The origins of the Priesthood

Every person who studies Torah is aware the priesthood in ancient Israel was divided into an upper and lower classes. This division is also referred to in Christian Scriptures. The man who, in the parable of the good Samaritan, fell into the hands of robbers, was left in the lurch by a priest and by a Levite (Luke 10:31,) The origin of the institution of “Priest” and “Levite is described in the Torah when God chooses the tribe of Levi to be priests, and the sons of Aaron to carry out the central cultic duties.

This morning we begin a brief series designed to either empower our Levite cousins or to make them so angry that they will insist upon being joining an egalitarian minyan.

The sources that describe the role of the Levite are not consistent. Three different interpretations are found in our holy texts. The Priestly code, Deuteronomy and Ezekiel each understand the priesthood differently. What we can agree upon is that the Torah informs us that Aaron became a priest by God's commandment through Moses (Ex. 28:1) and the Levites were separated from the rest of Israel instead of the first born, by a commandment through Moses (Numbers 3:12).

The Priestly code divides the priesthood into two ranks: the sons of Aaron (Ex.28-39) and the Levites (Numbers 3:13:8). The Aaronites belong to the tribe of Levi but Aaron and his sons determined the priestly line (Cohanim) while the Levites were never referred to as “priests” in the Priestly code.

Deuteronomy doesn't divide priests into two groups. The priests are simply called (HaCohanim Halivi'm).

Ezekiel, written much later, envisions two groups of priests, but the priesthood of the higher rank is ascribed to the sons of Zadok and the position of the Levites is clearly second-class. The diminishment of the Levites is explained as a punishment for their apostasy. (What apostasy?) Ezekiel explains that the sons of Zadok are called (HaCohanim Ha Levi'im (Levitical priests), and the Levites are forbidden to act as priests.What apostasy?

We can agree that Aaron is not introduced in the Torah as a priest. In Ex. 19:24 God tells Moses and Aaron to ascend Mount Sinai but forbids priests (Cohanim) and the people to do so.

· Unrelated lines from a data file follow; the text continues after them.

use serde::{Deserialize, Serialize};
use std::collections::HashMap;

use super::defaults::*;

// ============================================================================
// Gateway Configuration
// ============================================================================

#[derive(Debug, Clone, Copy, PartialEq, Eq, Serialize, Deserialize, Default)]
#[serde(rename_all = "lowercase")]
pub enum GatewayBindMode {
    #[default]
    Loopback,
    Lan,
    Custom,
}

impl std::str::FromStr for GatewayBindMode {
    type Err = String;
    fn from_str(s: &str) -> Result<Self, Self::Err> {
        match s {
            "loopback" => Ok(Self::Loopback),
            "lan" => Ok(Self::Lan),
            "custom" => Ok(Self::Custom),
            _ => Err(format!("invalid bind mode: {s}")),
        }
    }
}

#[derive(Debug, Clone, Serialize, Deserialize)]
#[serde(rename_all = "camelCase")]
pub struct GatewayConfig {
    #[serde(default = "default_gateway_port")]
    pub port: u16,
    #[serde(default)]
    pub bind: GatewayBindMode,
    pub custom_bind_host: Option<String>,
    /// Origins allowed by CORS. `None` allows any origin.
    pub allowed_origins: Option<Vec<String>>,
}

impl Default for GatewayConfig {
    fn default() -> Self {
        Self {
            port: DEFAULT_GATEWAY_PORT,
            bind: GatewayBindMode::Loopback,
            custom_bind_host: None,
            allowed_origins: None,
        }
    }
}

// ============================================================================
// Embedding Configuration
// ============================================================================

#[derive(Debug, Clone, Copy, PartialEq, Eq, Serialize, Deserialize, Default)]
#[serde(rename_all = "lowercase")]
pub enum EmbeddingProviderKind {
    /// Any OpenAI-compatible `/embeddings` endpoint.
    #[default]
    Openai,
    /// Deterministic on-device feature hashing.
    Local,
}

#[derive(Debug, Clone, Serialize, Deserialize)]
#[serde(rename_all = "camelCase")]
pub struct RetryConfig {
    #[serde(default = "default_retry_attempts")]
    pub max_attempts: u32,
    #[serde(default = "default_retry_initial_ms")]
    pub initial_delay_ms: u64,
    #[serde(default = "default_retry_max_ms")]
    pub max_delay_ms: u64,
    #[serde(default = "default_retry_factor")]
    pub factor: f64,
}

impl Default for RetryConfig {
    fn default() -> Self {
        Self {
            max_attempts: EMBEDDING_RETRY_MAX_ATTEMPTS,
            initial_delay_ms: DEFAULT_RETRY_INITIAL_MS,
            max_delay_ms: DEFAULT_RETRY_MAX_MS,
            factor: DEFAULT_RETRY_FACTOR,
        }
    }
}

#[derive(Debug, Clone, Serialize, Deserialize)]
#[serde(rename_all = "camelCase")]
pub struct EmbeddingConfig {
    #[serde(default)]
    pub provider: EmbeddingProviderKind,
    #[serde(default = "default_embedding_model")]
    pub model: String,
    pub base_url: Option<String>,
    pub api_key: Option<String>,
    /// Vector dimension. Defaults per provider when unset.
    pub dimensions: Option<usize>,
    #[serde(default = "default_max_input_tokens")]
    pub max_input_tokens: usize,
    #[serde(default = "default_batch_size")]
    pub batch_size: usize,
    #[serde(default = "default_embedding_timeout_ms")]
    pub timeout_ms: u64,
    #[serde(default)]
    pub retry: RetryConfig,
    /// Cache vectors by content hash inside the index database.
    #[serde(default)]
    pub cache: bool,
}

impl EmbeddingConfig {
    pub fn resolved_dimensions(&self) -> usize {
        self.dimensions.unwrap_or(match self.provider {
            EmbeddingProviderKind::Openai => DEFAULT_EMBEDDING_DIMENSIONS,
            EmbeddingProviderKind::Local => DEFAULT_LOCAL_EMBEDDING_DIMENSIONS,
        })
    }
}

impl Default for EmbeddingConfig {
    fn default() -> Self {
        Self {
            provider: EmbeddingProviderKind::default(),
            model: DEFAULT_EMBEDDING_MODEL.to_string(),
            base_url: None,
            api_key: None,
            dimensions: None,
            max_input_tokens: DEFAULT_EMBEDDING_MAX_INPUT_TOKENS,
            batch_size: EMBEDDING_BATCH_SIZE,
            timeout_ms: EMBEDDING_REQUEST_TIMEOUT_MS,
            retry: RetryConfig::default(),
            cache: false,
        }
    }
}

// ============================================================================
// Index / Ingestion / Search Configuration
// ============================================================================

#[derive(Debug, Clone, Serialize, Deserialize)]
#[serde(rename_all = "camelCase")]
pub struct IndexConfig {
    /// SQLite file. Defaults to `<stateDir>/knowledge.db`.
    pub path: Option<String>,
    #[serde(default = "default_pool_size")]
    pub pool_size: u32,
    #[serde(default = "default_connect_timeout_ms")]
    pub connect_timeout_ms: u64,
}

impl Default for IndexConfig {
    fn default() -> Self {
        Self {
            path: None,
            pool_size: DEFAULT_INDEX_POOL_SIZE,
            connect_timeout_ms: DEFAULT_INDEX_CONNECT_TIMEOUT_MS,
        }
    }
}

#[derive(Debug, Clone, Serialize, Deserialize)]
#[serde(rename_all = "camelCase")]
pub struct IngestionConfig {
    #[serde(default = "default_chunk_tokens")]
    pub chunk_tokens: u32,
    #[serde(default = "default_chunk_overlap")]
    pub chunk_overlap: u32,
    /// Documents processed concurrently.
    #[serde(default = "default_concurrency")]
    pub concurrency: usize,
}

impl Default for IngestionConfig {
    fn default() -> Self {
        Self {
            chunk_tokens: DEFAULT_CHUNK_TOKENS,
            chunk_overlap: DEFAULT_CHUNK_OVERLAP,
            concurrency: EMBEDDING_INDEX_CONCURRENCY,
        }
    }
}

#[derive(Debug, Clone, Copy, PartialEq, Eq, Serialize, Deserialize, Default)]
#[serde(rename_all = "lowercase")]
pub enum FusionStrategy {
    /// Weighted sum of cosine similarity and max-normalised BM25.
    #[default]
    Weighted,
    /// Reciprocal rank fusion.
    Rrf,
}

#[derive(Debug, Clone, Serialize, Deserialize)]
#[serde(rename_all = "camelCase")]
pub struct SearchConfig {
    #[serde(default = "default_top_k")]
    pub default_top_k: u32,
    #[serde(default = "default_max_top_k")]
    pub max_top_k: u32,
    #[serde(default)]
    pub fusion: FusionStrategy,
    #[serde(default = "default_vector_weight")]
    pub vector_weight: f64,
    #[serde(default = "default_keyword_weight")]
    pub keyword_weight: f64,
    /// Results must score strictly above this.
    #[serde(default)]
    pub min_score: f64,
    #[serde(default = "default_highlight_count")]
    pub highlight_count: usize,
}

impl Default for SearchConfig {
    fn default() -> Self {
        Self {
            default_top_k: DEFAULT_TOP_K,
            max_top_k: MAX_TOP_K,
            fusion: FusionStrategy::default(),
            vector_weight: 0.6,
            keyword_weight: 0.4,
            min_score: 0.0,
            highlight_count: DEFAULT_HIGHLIGHT_COUNT,
        }
    }
}

// ============================================================================
// Routing Configuration
// ============================================================================

#[derive(Debug, Clone, Serialize, Deserialize)]
#[serde(rename_all = "camelCase")]
pub struct BackendConfig {
    pub model: String,
    #[serde(default = "default_backend_max_tokens")]
    pub max_tokens: u64,
    pub temperature: Option<f64>,
}

#[derive(Debug, Clone, Serialize, Deserialize)]
#[serde(rename_all = "camelCase")]
pub struct RoutingConfig {
    #[serde(default = "default_internal_roles")]
    pub internal_roles: Vec<String>,
    #[serde(default = "default_companion_keywords")]
    pub companion_keywords: Vec<String>,
    #[serde(default = "default_escalation_keywords")]
    pub escalation_keywords: Vec<String>,
    #[serde(default = "default_fast_backend")]
    pub fast: BackendConfig,
    #[serde(default = "default_deep_backend")]
    pub deep: BackendConfig,
    #[serde(default = "default_grounding_top_k")]
    pub grounding_top_k: u32,
}

impl Default for RoutingConfig {
    fn default() -> Self {
        Self {
            internal_roles: default_internal_roles(),
            companion_keywords: default_companion_keywords(),
            escalation_keywords: default_escalation_keywords(),
            fast: default_fast_backend(),
            deep: default_deep_backend(),
            grounding_top_k: DEFAULT_GROUNDING_TOP_K,
        }
    }
}

// ============================================================================
// Model Providers
// ============================================================================

#[derive(Debug, Clone, Serialize, Deserialize)]
#[serde(rename_all = "camelCase")]
pub struct ModelProviderConfig {
    pub base_url: String,
    pub api_key: Option<String>,
    pub headers: Option<HashMap<String, String>>,
}

#[derive(Debug, Clone, Serialize, Deserialize, Default)]
#[serde(rename_all = "camelCase")]
pub struct ModelsConfig {
    #[serde(default)]
    pub providers: HashMap<String, ModelProviderConfig>,
}

impl ModelsConfig {
    pub fn apply_anthropic_key(&mut self, key: &str) {
        self.providers
            .entry("anthropic".to_string())
            .or_insert_with(|| ModelProviderConfig {
                base_url: DEFAULT_ANTHROPIC_BASE_URL.to_string(),
                api_key: None,
                headers: None,
            })
            .api_key = Some(key.to_string());
    }

    pub fn apply_openai_key(&mut self, key: &str) {
        self.providers
            .entry("openai".to_string())
            .or_insert_with(|| ModelProviderConfig {
                base_url: DEFAULT_OPENAI_BASE_URL.to_string(),
                api_key: None,
                headers: None,
            })
            .api_key = Some(key.to_string());
    }
}

// ============================================================================
// Credits Configuration
// ============================================================================

#[derive(Debug, Clone, Serialize, Deserialize, Default)]
#[serde(rename_all = "camelCase")]
pub struct CreditsConfig {
    /// Caller ids refused generation capacity. Empty means unmetered.
    #[serde(default)]
    pub denied: Vec<String>,
}

// ============================================================================
// Logging
// ============================================================================

#[derive(Debug, Clone, Copy, PartialEq, Eq, Serialize, Deserialize, Default)]
#[serde(rename_all = "lowercase")]
pub enum LoggingLevel {
    Error,
    Warn,
    #[default]
    Info,
    Debug,
    Trace,
}

impl LoggingLevel {
    pub fn as_str(&self) -> &'static str {
        match self {
            LoggingLevel::Error => "error",
            LoggingLevel::Warn => "warn",
            LoggingLevel::Info => "info",
            LoggingLevel::Debug => "debug",
            LoggingLevel::Trace => "trace",
        }
    }
}

#[derive(Debug, Clone, Copy, PartialEq, Eq, Serialize, Deserialize, Default)]
#[serde(rename_all = "lowercase")]
pub enum LoggingFormat {
    #[default]
    Pretty,
    Json,
}

#[derive(Debug, Clone, Serialize, Deserialize, Default)]
#[serde(rename_all = "camelCase")]
pub struct LoggingConfig {
    #[serde(default)]
    pub level: LoggingLevel,
    #[serde(default)]
    pub format: LoggingFormat,
}

// ============================================================================
// Serde default helpers
// ============================================================================

fn default_gateway_port() -> u16 {
    DEFAULT_GATEWAY_PORT
}
fn default_embedding_model() -> String {
    DEFAULT_EMBEDDING_MODEL.to_string()
}
fn default_max_input_tokens() -> usize {
    DEFAULT_EMBEDDING_MAX_INPUT_TOKENS
}
fn default_batch_size() -> usize {
    EMBEDDING_BATCH_SIZE
}
fn default_embedding_timeout_ms() -> u64 {
    EMBEDDING_REQUEST_TIMEOUT_MS
}
fn default_retry_attempts() -> u32 {
    EMBEDDING_RETRY_MAX_ATTEMPTS
}
fn default_retry_initial_ms() -> u64 {
    DEFAULT_RETRY_INITIAL_MS
}
fn default_retry_max_ms() -> u64 {
    DEFAULT_RETRY_MAX_MS
}
fn default_retry_factor() -> f64 {
    DEFAULT_RETRY_FACTOR
}
fn default_pool_size() -> u32 {
    DEFAULT_INDEX_POOL_SIZE
}
fn default_connect_timeout_ms() -> u64 {
    DEFAULT_INDEX_CONNECT_TIMEOUT_MS
}
fn default_chunk_tokens() -> u32 {
    DEFAULT_CHUNK_TOKENS
}
fn default_chunk_overlap() -> u32 {
    DEFAULT_CHUNK_OVERLAP
}
fn default_concurrency() -> usize {
    EMBEDDING_INDEX_CONCURRENCY
}
fn default_top_k() -> u32 {
    DEFAULT_TOP_K
}
fn default_max_top_k() -> u32 {
    MAX_TOP_K
}
fn default_vector_weight() -> f64 {
    0.6
}
fn default_keyword_weight() -> f64 {
    0.4
}
fn default_highlight_count() -> usize {
    DEFAULT_HIGHLIGHT_COUNT
}
fn default_backend_max_tokens() -> u64 {
    1024
}
fn default_grounding_top_k() -> u32 {
    DEFAULT_GROUNDING_TOP_K
}
fn default_internal_roles() -> Vec<String> {
    DEFAULT_INTERNAL_ROLES.iter().map(|s| s.to_string()).collect()
}
fn default_companion_keywords() -> Vec<String> {
    DEFAULT_COMPANION_KEYWORDS
        .iter()
        .map(|s| s.to_string())
        .collect()
}
fn default_escalation_keywords() -> Vec<String> {
    DEFAULT_ESCALATION_KEYWORDS
        .iter()
        .map(|s| s.to_string())
        .collect()
}
fn default_fast_backend() -> BackendConfig {
    BackendConfig {
        model: DEFAULT_FAST_MODEL.to_string(),
        max_tokens: 512,
        temperature: Some(0.3),
    }
}
fn default_deep_backend() -> BackendConfig {
    BackendConfig {
        model: DEFAULT_DEEP_MODEL.to_string(),
        max_tokens: 2048,
        temperature: None,
    }
}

Obviously, at this point, Aaron could not have been considered a priest but because it is mentioned, priests must have existed. According to Exodus the priests have secondary access to God and are told to consecrate themselves. Aaron is presented as the elder brother and acts side by side with Moses as a leader. However, by the time we arrive at the story of the golden calf some kind of connection between Aaron and the priesthood has been established.

The commandments concerning the installation of Aaron and his sons as priests (Cohanim) ex 28-29 are given in close connection with those concerning the manufacturing of the tabernacle. (Ex. 25-27; 30-31). The order is simple. First the instructions for the construction of the tabernacle then those for fabricating the priests' garments, and finally Moses is told how they are to be ordained.

Is it surprising that the Levitical offices of lower rank are not described in connection with the Tabernacle? These commandments are given within the context of the census report in the introduction to Numbers where it states that all firstborn men and animals belong to God. The Levites become God's property (instead of the firstborn) among the rest of Israel, given as gifts to Aaron and his sons. It appears that the Levites position from the outset is secondary. If the Cohanim were responsible for worship then the Levites were the vehicles through which the people's duties were carried out.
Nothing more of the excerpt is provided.